Ах, Гузель, Гузель, как ты там, одна в далеком далеке? Что ты делаешь сейчас, родная? Были бы крылья…
* * *
– Погаси свет…
Мансур щелкнул выключателем и сел рядом со Светланой. Лунный квадрат на полу комнаты был почти ровным, и лишь краешек его был упрямо срезан непокорной занавеской.
В комнату пришли синие сумерки и привели с собой тени. Они, казалось, накрыли собой, укутали и спрятали Мансура и Светлану от громкой музыки меломанки Галочки, улыбчиво-многозначных тостов Потапова и всей прочей шоколадно-шампанской мишуры этого вечера.

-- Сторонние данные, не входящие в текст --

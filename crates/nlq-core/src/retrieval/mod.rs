//! Hybrid retriever: dense (embedding cosine similarity) + keyword
//! (tokenized gloss match) fusion over the schema catalog, followed by
//! one-hop FK expansion around high-similarity "hub" tables.

pub mod fusion;
pub mod keyword;

use uuid::Uuid;

use crate::embeddings::cosine_similarity;
use crate::error::{PipelineError, Result};
use crate::llm::LlmClient;
use crate::schema::catalog::{EmbeddingEntityType, SchemaCatalog};
use crate::schema::mschema::render_m_schema;
use crate::schema::packet::{ProvenanceTag, SchemaContextPacket, TableCandidate};

pub use fusion::{linear_combination, reciprocal_rank_fusion, RetrievalConfig};

/// Similarity added (clamped to 1.0) to a table's fused score when a
/// column-level embedding it owns scores above the similarity floor --
/// a column hit is weaker per-se evidence than a table-level hit, since a
/// question naming a column name often names it loosely.
const COLUMN_HIT_BOOST: f32 = 0.1;

/// Bound on join-path DFS depth: the prompt only ever needs short join
/// chains, and unbounded DFS over a densely connected FK graph blows up.
const MAX_JOIN_PATH_HOPS: usize = 3;

pub struct Retriever<'a> {
    catalog: &'a SchemaCatalog,
    llm: &'a LlmClient,
    config: RetrievalConfig,
}

impl<'a> Retriever<'a> {
    pub fn new(catalog: &'a SchemaCatalog, llm: &'a LlmClient) -> Self {
        Self {
            catalog,
            llm,
            config: RetrievalConfig::default(),
        }
    }

    pub fn with_config(mut self, config: RetrievalConfig) -> Self {
        self.config = config;
        self
    }

    /// Retrieve, fuse, and FK-expand a schema-context packet for `question`.
    /// Returns `PipelineError::NoRelevantSchema` when fusion yields nothing
    /// above the similarity floor.
    pub async fn retrieve(&self, query_id: Uuid, database_id: &str, question: &str) -> Result<SchemaContextPacket> {
        let keyword_hits = keyword::score_tables(self.catalog, question);

        let dense_hits = if self.catalog.embeddings.is_empty() {
            Vec::new()
        } else {
            match self.llm.embed(question).await {
                Ok(query_vec) => self.dense_table_hits(&query_vec),
                Err(_) => Vec::new(),
            }
        };

        let fused = reciprocal_rank_fusion(&keyword_hits, &dense_hits, self.config.rrf_k);
        if fused.is_empty() {
            return Err(PipelineError::NoRelevantSchema);
        }

        let top_n: Vec<(String, f32)> = fused.into_iter().take(self.config.top_n).collect();

        let mut tables: Vec<TableCandidate> = Vec::new();
        for (table_name, score) in &top_n {
            if let Some(table) = self.catalog.table(table_name) {
                let provenance = if dense_hits.iter().any(|(n, _)| n == table_name) {
                    ProvenanceTag::Dense
                } else {
                    ProvenanceTag::Keyword
                };
                tables.push(TableCandidate {
                    table_name: table.table_name.clone(),
                    m_schema: render_m_schema(table),
                    similarity: *score,
                    provenance,
                    is_hub: table.is_hub,
                });
            }
        }

        self.expand_fk_neighbors(&mut tables);
        tables.truncate(self.config.max_tables);

        let fk_edges: Vec<_> = tables
            .iter()
            .flat_map(|t| self.catalog.neighbors_of(&t.table_name))
            .cloned()
            .collect();

        let modules: Vec<String> = tables
            .iter()
            .filter_map(|t| self.catalog.table(&t.table_name).and_then(|te| te.module.clone()))
            .collect::<std::collections::BTreeSet<_>>()
            .into_iter()
            .collect();

        let join_hints = fk_edges
            .iter()
            .map(|fk| format!("{}.{} -> {}.{}", fk.from_table, fk.from_column, fk.to_table, fk.to_column))
            .collect();

        let join_paths = self.enumerate_join_paths(&tables);

        Ok(SchemaContextPacket {
            query_id,
            database_id: database_id.to_string(),
            question: question.to_string(),
            tables,
            fk_edges,
            modules,
            join_hints,
            join_paths,
        })
    }

    /// Fuse table-level and column-level embedding hits into one ranked list
    /// of table scores: a table-level record contributes its own similarity;
    /// a column-level record contributes its owning table's score, boosted
    /// by [`COLUMN_HIT_BOOST`] and clamped to 1.0; module-level records are
    /// not part of per-query table retrieval.
    fn dense_table_hits(&self, query_vec: &[f32]) -> Vec<(String, f32)> {
        let mut scores: std::collections::HashMap<String, f32> = std::collections::HashMap::new();
        for record in &self.catalog.embeddings {
            let sim = cosine_similarity(query_vec, &record.embedding);
            match record.entity_type {
                EmbeddingEntityType::Table => {
                    if sim >= self.config.min_semantic_similarity {
                        let entry = scores.entry(record.table_name.clone()).or_insert(0.0);
                        *entry = entry.max(sim);
                    }
                }
                EmbeddingEntityType::Column => {
                    if sim >= self.config.min_semantic_similarity {
                        let boosted = (sim + COLUMN_HIT_BOOST).min(1.0);
                        let entry = scores.entry(record.table_name.clone()).or_insert(0.0);
                        *entry = entry.max(boosted);
                    }
                }
                EmbeddingEntityType::Module => {}
            }
        }
        let mut hits: Vec<(String, f32)> = scores.into_iter().collect();
        hits.sort_by(|a, b| b.1.partial_cmp(&a.1).unwrap_or(std::cmp::Ordering::Equal));
        hits
    }

    /// Bounded DFS over the FK-edge graph restricted to `tables`, returning
    /// every simple path of length 2 or 3 hops between two distinct selected
    /// tables. Paths are deduplicated by their reversed form (a->b->c is the
    /// same join as c->b->a).
    fn enumerate_join_paths(&self, tables: &[TableCandidate]) -> Vec<Vec<String>> {
        let selected: std::collections::HashSet<&str> = tables.iter().map(|t| t.table_name.as_str()).collect();
        let mut adjacency: std::collections::HashMap<&str, Vec<&str>> = std::collections::HashMap::new();
        for fk in &self.catalog.fk_edges {
            if selected.contains(fk.from_table.as_str()) && selected.contains(fk.to_table.as_str()) {
                adjacency.entry(fk.from_table.as_str()).or_default().push(fk.to_table.as_str());
                adjacency.entry(fk.to_table.as_str()).or_default().push(fk.from_table.as_str());
            }
        }

        let mut paths = Vec::new();
        let mut seen = std::collections::HashSet::new();
        let table_names: Vec<&str> = tables.iter().map(|t| t.table_name.as_str()).collect();
        for start in &table_names {
            let mut visited = vec![*start];
            dfs_join_paths(*start, &adjacency, &mut visited, &mut paths, &mut seen);
        }
        paths
    }

    /// Pull in one-FK-hop neighbors of hub/high-similarity tables that fall
    /// within the near-miss band, breaking similarity ties in favor of
    /// same-module neighbors, then hubs, then lexical table name.
    fn expand_fk_neighbors(&self, tables: &mut Vec<TableCandidate>) {
        let selected: std::collections::HashSet<String> =
            tables.iter().map(|t| t.table_name.clone()).collect();

        let mut candidates: Vec<TableCandidate> = Vec::new();
        for anchor in tables.iter().filter(|t| t.is_hub || t.similarity >= 0.7) {
            for fk in self.catalog.neighbors_of(&anchor.table_name) {
                let neighbor_name = if fk.from_table == anchor.table_name {
                    &fk.to_table
                } else {
                    &fk.from_table
                };
                if selected.contains(neighbor_name) {
                    continue;
                }
                if let Some(neighbor) = self.catalog.table(neighbor_name) {
                    let floor = anchor.similarity - self.config.fk_expansion_delta;
                    candidates.push(TableCandidate {
                        table_name: neighbor.table_name.clone(),
                        m_schema: render_m_schema(neighbor),
                        similarity: floor.max(0.0),
                        provenance: ProvenanceTag::FkExpansion,
                        is_hub: neighbor.is_hub,
                    });
                }
            }
        }

        candidates.sort_by(|a, b| {
            b.similarity
                .partial_cmp(&a.similarity)
                .unwrap_or(std::cmp::Ordering::Equal)
                .then_with(|| same_module_first(self, a, b))
                .then_with(|| b.is_hub.cmp(&a.is_hub))
                .then_with(|| a.table_name.cmp(&b.table_name))
        });

        let mut seen = selected;
        for candidate in candidates {
            if seen.insert(candidate.table_name.clone()) {
                tables.push(candidate);
            }
        }
    }
}

fn same_module_first(retriever: &Retriever, a: &TableCandidate, b: &TableCandidate) -> std::cmp::Ordering {
    let module_of = |name: &str| retriever.catalog.table(name).and_then(|t| t.module.clone());
    let a_has_module = module_of(&a.table_name).is_some();
    let b_has_module = module_of(&b.table_name).is_some();
    b_has_module.cmp(&a_has_module)
}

– Ты, наверное, спать хочешь, Света?
– Да нет… Поболтаем?
– Давай... Только о чем?
– Ну, например, о нас. Мы, в сущности, ничего не знаем друг о друге. Но ты привел меня сюда… А ты знаешь, что я за человек?
– Знаю. Ты… ты хорошая, ты замечательная.
Светлана рассмеялась.
– А вот и врешь ты, Мансур… Хочешь, я скажу, что ты обо мне думаешь?
– Скажи
– А что ты можешь подумать о девушке, которая не постыдилась ночью прийти в твою комнату? Так ведь? – Светлана помолчала и тихо сказала: – Ты должен знать обо мне… Я была замужем. Нет, мы не расписывались.
– Не надо, Света.
– Надо, Мансур, хоть и не легко, но надо… Пожалуйста, послушай. Мы дали друг другу слово быть всегда вместе… Только потом я поняла, что он просто обманул меня… Он до сих пор где-то прячется от меня… Боится? Стыдится? Да пропади он пропадом! Лучше бы он совсем не родился… Вот такая я…Ты осуждаешь меня?
– За что, Света?
– За то, что пришла к тебе.
– Не говори глупостей. Меня тоже к тебе тянет.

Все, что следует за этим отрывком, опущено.